Arrival
My room in McDonnell Street, can only be described by brevity, anything
else would do injustice to its construction. In a smaller than average
sized hotel room, (I stay in bigger hotel rooms in Pune) but there
is a bed, TV, sitting space, a sink a stove a fridge, a microwave,
a small table/board, a cupboard and lots of other storage. Oh I forgot
- a bay window. And it looks no more crowded that your average room.
Sunday
Heres a sunday for you... woke up early (9 AM). Feeling good. Managed
to finish lazing for the day by 10. Slow newspaper (only the sports
section of course). Then off to my favourite spot in the service
apartment... the bathtub. Steaming hot water filling my navel and
all the spaces between my toes. Soak soak soak. Think about the
universe. About earth quakes in Turkey... Egyptian plane crashes..
Indonesian unrest... planned Pakistani executions...and about fantasies...
and about insecurities and bonds and bondages and fears and ...
so it's a long soak really. Sometimes I think you can really know
a person by his or her fears...
Cold
Nights and Stars
It comes around all so quickly. The week passes like a wind in a
tunnel. Chills me to the bone. And this is not just any old metaphor...

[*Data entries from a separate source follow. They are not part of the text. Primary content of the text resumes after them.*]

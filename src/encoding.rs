//! Character encoding detection and transcoding.
//!
//! Response bodies arrive as bytes. The charset is taken from the HTTP
//! `Content-Type` header when present, otherwise from HTML meta tags, and
//! the body is converted to UTF-8 before parsing.

use encoding_rs::{Encoding, UTF_16BE, UTF_16LE, UTF_8, WINDOWS_1252, X_USER_DEFINED};
use regex::Regex;
use std::sync::LazyLock;

/// Match `<meta charset="...">` tag
#[allow(clippy::expect_used)]
static CHARSET_META_RE: LazyLock<Regex> = LazyLock::new(|| {
    Regex::new(r#"(?i)<meta[^>]+charset\s*=\s*["']?([^"'\s>]+)"#).expect("valid regex")
});

/// Match `<meta http-equiv="Content-Type" content="...; charset=...">` tag
#[allow(clippy::expect_used)]
static CONTENT_TYPE_CHARSET_RE: LazyLock<Regex> = LazyLock::new(|| {
    Regex::new(r#"(?i)<meta[^>]+http-equiv\s*=\s*["']?content-type["']?[^>]+content\s*=\s*["']?[^"'>]*;\s*charset\s*=\s*([^"'\s>]+)"#).expect("valid regex")
});

/// Match the `charset=` parameter of a `Content-Type` header value.
#[allow(clippy::expect_used)]
static HEADER_CHARSET_RE: LazyLock<Regex> = LazyLock::new(|| {
    Regex::new(r#"(?i)charset\s*=\s*["']?([^"';\s]+)"#).expect("valid regex")
});

/// Look up an encoding from a `Content-Type` header value.
///
/// Returns `None` when the header carries no charset or an unknown label.
#[must_use]
pub fn encoding_from_content_type(content_type: &str) -> Option<&'static Encoding> {
    HEADER_CHARSET_RE
        .captures(content_type)
        .and_then(|c| c.get(1))
        .and_then(|m| Encoding::for_label(m.as_str().as_bytes()))
}

/// Detect character encoding from HTML bytes.
///
/// Looks for charset declarations in the following order:
/// 1. `<meta charset="...">`
/// 2. `<meta http-equiv="Content-Type" content="...; charset=...">`
/// 3. Defaults to UTF-8 if no declaration found
///
/// Only the first 1024 bytes are examined.
#[must_use]
pub fn detect_encoding(html: &[u8]) -> &'static Encoding {
    let head = String::from_utf8_lossy(&html[..html.len().min(1024)]);

    let lookup = |label: String| Encoding::for_label(label.as_bytes()).map(meta_override);

    extract_charset(&head)
        .and_then(lookup)
        .or_else(|| extract_content_type_charset(&head).and_then(lookup))
        .unwrap_or(UTF_8)
}

/// A document that can declare its charset in ASCII is not UTF-16, and
/// `x-user-defined` in a meta tag means windows-1252.
fn meta_override(encoding: &'static Encoding) -> &'static Encoding {
    if encoding == UTF_16LE || encoding == UTF_16BE {
        UTF_8
    } else if encoding == X_USER_DEFINED {
        WINDOWS_1252
    } else {
        encoding
    }
}

/// Extract charset from `<meta charset="...">` tag.
fn extract_charset(html: &str) -> Option<String> {
    CHARSET_META_RE
        .captures(html)
        .and_then(|c| c.get(1))
        .map(|m| m.as_str().to_string())
}

/// Extract charset from `<meta http-equiv="Content-Type" content="...; charset=...">` tag.
fn extract_content_type_charset(html: &str) -> Option<String> {
    CONTENT_TYPE_CHARSET_RE
        .captures(html)
        .and_then(|c| c.get(1))
        .map(|m| m.as_str().to_string())
}

/// Transcode HTML bytes to UTF-8 string.
///
/// Detects the encoding and converts to UTF-8, using lossy conversion
/// to handle invalid characters gracefully (replacing them with �).
///
/// # Examples
///
/// ```
/// use seo_score::encoding::transcode_to_utf8;
///
/// let html = b"<html><body>Hello, World!</body></html>";
/// let utf8_str = transcode_to_utf8(html);
/// assert!(utf8_str.contains("Hello, World!"));
/// ```
#[must_use]
pub fn transcode_to_utf8(html: &[u8]) -> String {
    decode_with(detect_encoding(html), html)
}

/// Decode a response body, preferring the charset of the `Content-Type`
/// header over meta tags in the document.
#[must_use]
pub fn decode_body(body: &[u8], content_type: Option<&str>) -> String {
    let encoding = content_type
        .and_then(encoding_from_content_type)
        .unwrap_or_else(|| detect_encoding(body));
    decode_with(encoding, body)
}

fn decode_with(encoding: &'static Encoding, bytes: &[u8]) -> String {
    if encoding == UTF_8 {
        return String::from_utf8_lossy(bytes).into_owned();
    }

    // Invalid sequences become U+FFFD
    let (decoded, _encoding_used, _had_errors) = encoding.decode(bytes);
    decoded.into_owned()
}
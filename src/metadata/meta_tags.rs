//! HTML Meta Tag Extraction
//!
//! Reads `<meta>` tags into the SEO fields: description (with Open Graph
//! fallback), robots directives, viewport, keywords and Open Graph preview
//! tags.

use dom_query::Document;

use crate::dom;
use crate::result::{DescriptionSource, RobotsDirectives, SeoData};

/// Examine HTML meta tags for SEO fields.
///
/// The first non-empty value of each field wins. `<meta name="robots">`
/// takes precedence over `<meta name="googlebot">` regardless of order.
#[must_use]
pub fn examine_meta(doc: &Document, original: SeoData) -> SeoData {
    let mut result = original;
    let mut googlebot: Option<String> = None;

    for meta in dom::each(doc, "meta") {
        let Some(content) = dom::get_trimmed_attribute(&meta, "content") else {
            continue;
        };

        // Tags like `name="twitter:description" property="og:description"`
        // count under both keys.
        let keys = ["name", "property"]
            .into_iter()
            .filter_map(|attr| dom::get_trimmed_attribute(&meta, attr))
            .map(|key| key.to_lowercase());

        for name in keys {
            apply_meta(&mut result, &mut googlebot, &name, &content);
        }
    }

    if result.robots.content.is_none() {
        if let Some(content) = googlebot {
            result.robots = parse_robots(&content);
        }
    }

    // Open Graph description stands in for a missing meta description.
    if result.meta_description.is_none() {
        if let Some(og) = result.open_graph.description.clone() {
            result.meta_description = Some(og);
            result.description_source = Some(DescriptionSource::OpenGraph);
        }
    }

    result
}

/// Record one `<meta>` key/content pair unless the field is already set.
fn apply_meta(result: &mut SeoData, googlebot: &mut Option<String>, name: &str, content: &str) {
    let content = content.to_string();
    match name {
        "description" => {
            if result.meta_description.is_none() {
                result.meta_description = Some(content);
                result.description_source = Some(DescriptionSource::Meta);
            }
        }

        "og:description" => {
            if result.open_graph.description.is_none() {
                result.open_graph.description = Some(content);
            }
        }

        "og:title" => {
            if result.open_graph.title.is_none() {
                result.open_graph.title = Some(content);
            }
        }

        "og:image" | "og:image:url" | "og:image:secure_url" => {
            if result.open_graph.image.is_none() {
                result.open_graph.image = Some(content);
            }
        }

        "robots" => {
            if result.robots.content.is_none() {
                result.robots = parse_robots(&content);
            }
        }

        "googlebot" => {
            if googlebot.is_none() {
                *googlebot = Some(content);
            }
        }

        "viewport" => {
            if result.viewport.is_none() {
                result.viewport = Some(content);
            }
        }

        "keywords" => {
            if result.meta_keywords.is_empty() {
                result.meta_keywords = parse_tag_list(&content);
            }
        }

        _ => {}
    }
}

/// Parse a robots `content` value such as `"noindex, follow"`.
///
/// `none` is shorthand for `noindex, nofollow`.
#[must_use]
pub fn parse_robots(content: &str) -> RobotsDirectives {
    let mut robots = RobotsDirectives {
        content: Some(content.trim().to_string()),
        ..RobotsDirectives::default()
    };

    for directive in content.split([',', ' ']).map(str::trim) {
        if directive.eq_ignore_ascii_case("noindex") {
            robots.noindex = true;
        } else if directive.eq_ignore_ascii_case("nofollow") {
            robots.nofollow = true;
        } else if directive.eq_ignore_ascii_case("none") {
            robots.noindex = true;
            robots.nofollow = true;
        }
    }

    robots
}

/// Parse a comma or semicolon-separated list of keywords.
fn parse_tag_list(content: &str) -> Vec<String> {
    content
        .split([',', ';'])
        .map(|s| s.trim().to_string())
        .filter(|s| !s.is_empty())
        .collect()
}

#[cfg(test)]
mod tests {
    use super::*;

    #[test]
    fn test_standard_meta_tags() {
        let html = r#"<!DOCTYPE html>
        <html>
        <head>
            <meta name="description" content="  A test article.  ">
            <meta name="keywords" content="test, article; example,">
            <meta name="viewport" content="width=device-width, initial-scale=1">
        </head>
        <body></body>
        </html>"#;

        let doc = Document::from(html);
        let data = examine_meta(&doc, SeoData::default());

        assert_eq!(data.meta_description, Some("A test article.".to_string()));
        assert_eq!(data.description_source, Some(DescriptionSource::Meta));
        assert_eq!(data.meta_keywords, vec!["test", "article", "example"]);
        assert_eq!(
            data.viewport,
            Some("width=device-width, initial-scale=1".to_string())
        );
    }

    #[test]
    fn test_open_graph_description_fallback() {
        let html = r#"<html><head>
            <meta property="og:title" content="OG Title">
            <meta property="og:description" content="OG Description">
            <meta property="og:image" content="https://example.com/og.png">
        </head><body></body></html>"#;

        let doc = Document::from(html);
        let data = examine_meta(&doc, SeoData::default());

        assert_eq!(data.meta_description, Some("OG Description".to_string()));
        assert_eq!(data.description_source, Some(DescriptionSource::OpenGraph));
        assert_eq!(data.open_graph.title, Some("OG Title".to_string()));
        assert_eq!(
            data.open_graph.image,
            Some("https://example.com/og.png".to_string())
        );
    }

    #[test]
    fn test_name_and_property_both_match() {
        let html = r#"<html><head>
            <meta name="twitter:description" property="og:description" content="Shared">
            <meta name="description" property="og:title" content="Both">
        </head></html>"#;

        let doc = Document::from(html);
        let data = examine_meta(&doc, SeoData::default());

        assert_eq!(data.open_graph.description, Some("Shared".to_string()));
        assert_eq!(data.open_graph.title, Some("Both".to_string()));
        assert_eq!(data.meta_description, Some("Both".to_string()));
        assert_eq!(data.description_source, Some(DescriptionSource::Meta));
    }

    #[test]
    fn test_meta_description_preferred_over_open_graph() {
        let html = r#"<html><head>
            <meta property="og:description" content="OG Description">
            <meta name="description" content="Meta Description">
        </head></html>"#;

        let doc = Document::from(html);
        let data = examine_meta(&doc, SeoData::default());

        assert_eq!(data.meta_description, Some("Meta Description".to_string()));
        assert_eq!(data.description_source, Some(DescriptionSource::Meta));
    }

    #[test]
    fn test_empty_description_counts_as_missing() {
        let html = r#"<html><head><meta name="description" content="   "></head></html>"#;

        let doc = Document::from(html);
        let data = examine_meta(&doc, SeoData::default());

        assert!(data.meta_description.is_none());
        assert!(data.description_source.is_none());
    }

    #[test]
    fn test_name_is_case_insensitive() {
        let html = r#"<html><head><META NAME="Description" CONTENT="Upper"></head></html>"#;

        let doc = Document::from(html);
        let data = examine_meta(&doc, SeoData::default());

        assert_eq!(data.meta_description, Some("Upper".to_string()));
    }

    #[test]
    fn test_robots_directives() {
        let robots = parse_robots("NOINDEX, follow");
        assert!(robots.noindex);
        assert!(!robots.nofollow);
        assert!(!robots.is_indexable());

        let robots = parse_robots("none");
        assert!(robots.noindex);
        assert!(robots.nofollow);

        let robots = parse_robots("index,follow");
        assert!(robots.is_indexable());
        assert_eq!(robots.content, Some("index,follow".to_string()));
    }

    #[test]
    fn test_robots_preferred_over_googlebot() {
        let html = r#"<html><head>
            <meta name="googlebot" content="noindex">
            <meta name="robots" content="index, follow">
        </head></html>"#;

        let doc = Document::from(html);
        let data = examine_meta(&doc, SeoData::default());

        assert!(data.robots.is_indexable());
        assert_eq!(data.robots.content, Some("index, follow".to_string()));
    }

    #[test]
    fn test_googlebot_used_without_robots() {
        let html = r#"<html><head><meta name="googlebot" content="noindex"></head></html>"#;

        let doc = Document::from(html);
        let data = examine_meta(&doc, SeoData::default());

        assert!(data.robots.noindex);
    }

    #[test]
    fn test_preserves_existing_fields() {
        let html = r#"<html><head><meta name="description" content="New"></head></html>"#;

        let original = SeoData {
            meta_description: Some("Existing".to_string()),
            description_source: Some(DescriptionSource::Meta),
            ..SeoData::default()
        };

        let doc = Document::from(html);
        let data = examine_meta(&doc, original);

        assert_eq!(data.meta_description, Some("Existing".to_string()));
    }
}
//! HTTP retrieval.
//!
//! One blocking GET for the page itself, plus a sequential link checker
//! that reuses the same client configuration.

use std::time::{Duration, Instant};

use reqwest::blocking::{Client, Response};
use reqwest::header::CONTENT_TYPE;
use reqwest::redirect::Policy;
use reqwest::StatusCode;
use tracing::{debug, info, warn};
use url::Url;

use crate::encoding;
use crate::error::{Error, Result};
use crate::result::LinkCheck;
use crate::url_utils;
use crate::Options;

/// A downloaded page.
#[derive(Debug, Clone)]
pub struct FetchedPage {
    /// Final URL after redirects.
    pub url: Url,
    /// HTTP status of the final response.
    pub status: u16,
    /// Raw `Content-Type` header, if any.
    pub content_type: Option<String>,
    /// Body decoded to UTF-8.
    pub body: String,
    /// Time from sending the request to reading the whole body.
    pub elapsed: Duration,
}

/// Build the blocking client shared by page fetches and link checks.
pub fn build_client(options: &Options) -> Result<Client> {
    Client::builder()
        .timeout(options.timeout)
        .user_agent(options.user_agent.clone())
        .redirect(Policy::limited(options.max_redirects))
        .build()
        .map_err(|e| Error::Fetch(e.to_string()))
}

/// Fetch a page, failing on transport errors and 4xx/5xx responses.
///
/// Bare hosts like `example.com` are fetched over https.
pub fn fetch_page(url: &str, options: &Options) -> Result<FetchedPage> {
    let client = build_client(options)?;
    fetch_with_client(&client, url)
}

/// Fetch a page with an existing client.
pub fn fetch_with_client(client: &Client, url: &str) -> Result<FetchedPage> {
    let parsed = url_utils::parse_page_url(url).ok_or_else(|| Error::InvalidUrl(url.to_string()))?;

    info!(url = %parsed, "fetching page");
    let started = Instant::now();

    let response = client.get(parsed).send()?.error_for_status()?;

    let status = response.status().as_u16();
    let final_url = response.url().clone();
    let content_type = response
        .headers()
        .get(CONTENT_TYPE)
        .and_then(|v| v.to_str().ok())
        .map(str::to_string);

    let bytes = response.bytes()?;
    let body = encoding::decode_body(&bytes, content_type.as_deref());
    let elapsed = started.elapsed();

    debug!(
        status,
        bytes = bytes.len(),
        elapsed_ms = elapsed.as_millis() as u64,
        final_url = %final_url,
        "page fetched"
    );

    Ok(FetchedPage {
        url: final_url,
        status,
        content_type,
        body,
        elapsed,
    })
}

/// Checks links for error responses, one request at a time.
pub struct LinkChecker {
    client: Client,
    limit: usize,
}

impl LinkChecker {
    /// Create a checker honoring the timeout, user agent and link limit of `options`.
    pub fn new(options: &Options) -> Result<Self> {
        Ok(Self {
            client: build_client(options)?,
            limit: options.max_links_checked,
        })
    }

    /// Check up to the configured number of unique http(s) URLs, in order.
    pub fn check_all<I, S>(&self, urls: I) -> Vec<LinkCheck>
    where
        I: IntoIterator<Item = S>,
        S: AsRef<str>,
    {
        let mut seen: Vec<String> = Vec::new();
        let mut results = Vec::new();

        for url in urls {
            if results.len() >= self.limit {
                break;
            }
            let url = url.as_ref().trim();
            if seen.iter().any(|s| s == url) {
                continue;
            }
            seen.push(url.to_string());

            let (true, Some(_)) = url_utils::is_absolute_url(url) else {
                continue;
            };
            results.push(self.check(url));
        }

        let broken = results.iter().filter(|r| r.broken).count();
        info!(checked = results.len(), broken, "link check finished");
        results
    }

    /// Check a single URL.
    ///
    /// Sends HEAD first and falls back to GET when the server rejects HEAD
    /// or the HEAD request fails.
    #[must_use]
    pub fn check(&self, url: &str) -> LinkCheck {
        let head = self.client.head(url).send();

        let response = match head {
            Ok(resp) if !head_unsupported(resp.status()) => Ok(resp),
            Ok(resp) => {
                debug!(url, status = resp.status().as_u16(), "HEAD rejected, retrying with GET");
                self.client.get(url).send()
            }
            Err(err) => {
                debug!(url, error = %err, "HEAD failed, retrying with GET");
                self.client.get(url).send()
            }
        };

        link_result(url, response)
    }
}

fn head_unsupported(status: StatusCode) -> bool {
    status == StatusCode::METHOD_NOT_ALLOWED || status == StatusCode::NOT_IMPLEMENTED
}

fn link_result(url: &str, response: reqwest::Result<Response>) -> LinkCheck {
    match response {
        Ok(resp) => {
            let status = resp.status();
            let broken = status.is_client_error() || status.is_server_error();
            if broken {
                warn!(url, status = status.as_u16(), "broken link");
            }
            LinkCheck {
                url: url.to_string(),
                status: Some(status.as_u16()),
                error: None,
                broken,
            }
        }
        Err(err) => {
            warn!(url, error = %err, "link unreachable");
            LinkCheck {
                url: url.to_string(),
                status: None,
                error: Some(err.to_string()),
                broken: true,
            }
        }
    }
}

I stepped out of office particularly late one night... you could
call it very early if you wanted to quibble. I had to walk a couple
of hundred meters to the taxi. The wind rushing through the skyrise
tunnels at that time had no monoxide to distract it... and so it
came rushing at me and I now understand the meaning of the phrase
"chilled to the bone". Fortunately Taxis are ever present
as Hong Kong stays awake through the nite. In fact, you cannot see
a single star out there no matter how clear it is, because of the
light from the city. The price of progress... little children growing
up without being able to look at stars.
Shopping
I bought my Nike's Marathon Sports in Pacific Place. The staff at
the shop have been trained really well. They say hello and bye to
every individual who walks into the store or walks out. No matter
what the staff is currently doing, somebody will take the trouble
of saying "babaiiiii" and "helaaaw". I walked
in ... this sales girl said "helaaaw". Felt good. I said
hello back. I asked her what Nike shoes do you have. She said "babaiiii".
I said what? She said "helaaaw". I realised that there
were people walking in and out behind me. Taking advantage of a
lull in the traffic, i managed to try on 3-4 pairs of shoe. How
much are these? She told me. Do you take cards? "babaiiii"

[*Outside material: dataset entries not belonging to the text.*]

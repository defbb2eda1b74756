use seo_score::{analyze, analyze_bytes};
use std::time::{Duration, Instant};

fn assert_sane(html: &str) {
    let report = analyze(html);
    assert!(report.score.total <= 100, "score out of range for {html:?}");
    assert!(report.score.earned <= report.score.possible);
    assert!(report.data.images.missing_alt <= report.data.images.total);
}

#[test]
fn analyze_does_not_panic_on_malformed_html() {
    for html in [
        "<p>text<div>more",
        "<p><div></p></div>",
        "<html><body><article>content",
        "<div class=\"test id=broken>",
        "&amp text &lt;",
        "<title>unclosed",
        "<meta name=\"description\" content=>",
        "<a href=\"http://[::1\">bad ipv6</a>",
        "<a href=\"https://\">no host</a>",
        "<img alt>",
        "</h1></h2><h1>",
    ] {
        assert_sane(html);
    }
}

#[test]
fn empty_input_scores_baseline() {
    let report = analyze("");

    assert!(report.data.title.is_none());
    assert_eq!(report.data.word_count, 0);
    assert!(report.data.keywords.is_empty());
    assert_eq!(report.score.total, 20);
}

#[test]
fn binary_garbage_does_not_panic() {
    let bytes: Vec<u8> = (0..=255u8).cycle().take(4096).collect();
    let report = analyze_bytes(&bytes);
    assert!(report.score.total <= 100);
}

#[test]
fn many_missing_alts_floor_at_zero_points() {
    let html = format!("<body>{}</body>", "<img src=x>".repeat(500));
    let report = analyze(&html);

    assert_eq!(report.data.images.missing_alt, 500);
    assert_sane(&html);
}

#[test]
fn deeply_nested_document_completes_quickly() {
    let depth = 500;
    let html = format!(
        "{}<p>deep text</p>{}",
        "<div>".repeat(depth),
        "</div>".repeat(depth)
    );

    let started = Instant::now();
    let report = analyze(&html);

    assert_eq!(report.data.word_count, 2);
    assert!(started.elapsed() < Duration::from_secs(10));
}

#[test]
fn large_page_completes_quickly() {
    let paragraph = "<p>search engines reward useful content with clear headings</p>";
    let html = format!("<body><h1>Big</h1>{}</body>", paragraph.repeat(20_000));

    let started = Instant::now();
    let report = analyze(&html);

    assert_eq!(report.data.word_count, 1 + 8 * 20_000);
    assert!(started.elapsed() < Duration::from_secs(30));
}
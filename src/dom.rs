//! DOM Operations Adapter
//!
//! Thin helpers over the `dom_query` crate used by the extraction pass.
//! Keeps attribute and text access in one place so the extractors read
//! as plain lookups.

// Re-export core types for external use
pub use dom_query::{Document, Selection};

/// Elements whose text never counts as page content.
pub const NON_CONTENT_TAGS: &str = "script, style, noscript, template";

// === Attribute Operations ===

/// Get any attribute value
#[inline]
#[must_use]
pub fn get_attribute(sel: &Selection, name: &str) -> Option<String> {
    sel.attr(name).map(|s| s.to_string())
}

/// Get an attribute value, trimmed, or `None` if it is blank.
#[must_use]
pub fn get_trimmed_attribute(sel: &Selection, name: &str) -> Option<String> {
    sel.attr(name)
        .map(|s| s.trim().to_string())
        .filter(|s| !s.is_empty())
}

/// Check whether a space-separated attribute (like `rel`) contains `token`,
/// ignoring ASCII case.
#[must_use]
pub fn attribute_has_token(sel: &Selection, name: &str, token: &str) -> bool {
    sel.attr(name).is_some_and(|value| {
        value
            .split_ascii_whitespace()
            .any(|t| t.eq_ignore_ascii_case(token))
    })
}

// === Text Content ===

/// Trimmed text of a selection, or `None` if it has no visible text.
#[must_use]
pub fn trimmed_text(sel: &Selection) -> Option<String> {
    let text = sel.text();
    let text = text.trim();
    if text.is_empty() {
        None
    } else {
        Some(text.to_string())
    }
}

// === Querying ===

/// Iterate over every element matching `selector` as its own selection.
///
/// `dom_query` selections hold all matches at once; most extractors need to
/// inspect them one by one.
pub fn each<'a>(doc: &'a Document, selector: &str) -> impl Iterator<Item = Selection<'a>> {
    doc.select(selector)
        .nodes()
        .iter()
        .map(|node| Selection::from(*node))
        .collect::<Vec<_>>()
        .into_iter()
}

/// First element matching `selector`, if any.
#[must_use]
pub fn first<'a>(doc: &'a Document, selector: &str) -> Option<Selection<'a>> {
    doc.select(selector)
        .nodes()
        .first()
        .map(|node| Selection::from(*node))
}

/// Count of elements matching `selector`.
#[inline]
#[must_use]
pub fn count(doc: &Document, selector: &str) -> usize {
    doc.select(selector).length()
}

// === Tree Manipulation ===

/// Remove script, style and similar elements so that text queries only see
/// rendered content.
pub fn strip_non_content(doc: &Document) {
    doc.select(NON_CONTENT_TAGS).remove();
}

/// Visible body text, one space between text nodes so that adjacent
/// elements like `<p>a</p><p>b</p>` do not merge words.
///
/// Falls back to the whole document if there is no body.
#[must_use]
pub fn body_text(doc: &Document) -> String {
    let body = doc.select("body");
    let root = if body.is_empty() { doc.select("html") } else { body };

    let Some(root_node) = root.nodes().first() else {
        return String::new();
    };

    let mut out = String::new();
    for node in root_node.descendants() {
        if node.is_text() {
            out.push_str(&node.text());
            out.push(' ');
        }
    }
    out
}

// === Parsing ===

/// Parse HTML string into document
#[inline]
#[must_use]
pub fn parse(html: &str) -> Document {
    Document::from(html)
}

"Can I pay at the counter?" "Helaaaaw".... I
paid and left with the babaiiii ringing in my ears... Also found
the Manhattan Transfer I've been looking for.. lucky he had only
3 cds. Of course the 4 tenor sax jazz album was only the icing.
Found a map of Hong Kong. Now I can be a Serious tourist. Could
have actually spent time with Hari and Mathur but decided to hang
loose by myself thru the day. After all, this is the penance. Shameless
self indulgence apart, theres a lot to be said about being by myself.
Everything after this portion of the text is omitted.